(Saved entries)

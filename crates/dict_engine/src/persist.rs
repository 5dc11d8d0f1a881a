use std::fs;
use std::io::{self, Write};
use std::path::{Path, PathBuf};

use serde::Serialize;
use tempfile::NamedTempFile;
use thiserror::Error;

#[derive(Debug, Error)]
pub enum PersistError {
    #[error("output directory missing or not writable: {0}")]
    OutputDir(String),
    #[error("serialize error: {0}")]
    Serialize(#[from] serde_json::Error),
    #[error("io error: {0}")]
    Io(#[from] io::Error),
}

/// Ensure output directory exists; create if missing.
pub fn ensure_output_dir(dir: &Path) -> Result<(), PersistError> {
    if dir.exists() {
        let meta = fs::metadata(dir).map_err(|e| PersistError::OutputDir(e.to_string()))?;
        if !meta.is_dir() {
            return Err(PersistError::OutputDir("path is not a directory".into()));
        }
    } else {
        fs::create_dir_all(dir).map_err(|e| PersistError::OutputDir(e.to_string()))?;
    }
    // Writability probe: try creating a temp file.
    NamedTempFile::new_in(dir).map_err(|e| PersistError::OutputDir(e.to_string()))?;
    Ok(())
}

/// Writes JSON snapshots to `{dir}/{filename}` by serializing the value to a
/// temp file and renaming it over the target. The previous content is
/// replaced wholesale; a reader never observes a partial snapshot.
pub struct SnapshotWriter {
    dir: PathBuf,
}

impl SnapshotWriter {
    pub fn new(dir: PathBuf) -> Self {
        Self { dir }
    }

    pub fn dir(&self) -> &Path {
        &self.dir
    }

    pub fn write_json<T: Serialize>(
        &self,
        filename: &str,
        value: &T,
    ) -> Result<PathBuf, PersistError> {
        ensure_output_dir(&self.dir)?;
        let json = serde_json::to_string(value)?;

        let target = self.dir.join(filename);
        let mut tmp = NamedTempFile::new_in(&self.dir)?;
        tmp.write_all(json.as_bytes())?;
        tmp.flush()?;
        tmp.as_file_mut().sync_all()?;

        // Replace existing file if present to keep determinism.
        if target.exists() {
            fs::remove_file(&target)?;
        }
        tmp.persist(&target).map_err(|e| PersistError::Io(e.error))?;
        Ok(target)
    }
}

Problem to solve
Going through the data, count each line where the word "Result" appears, and state only the total.

Written solution
2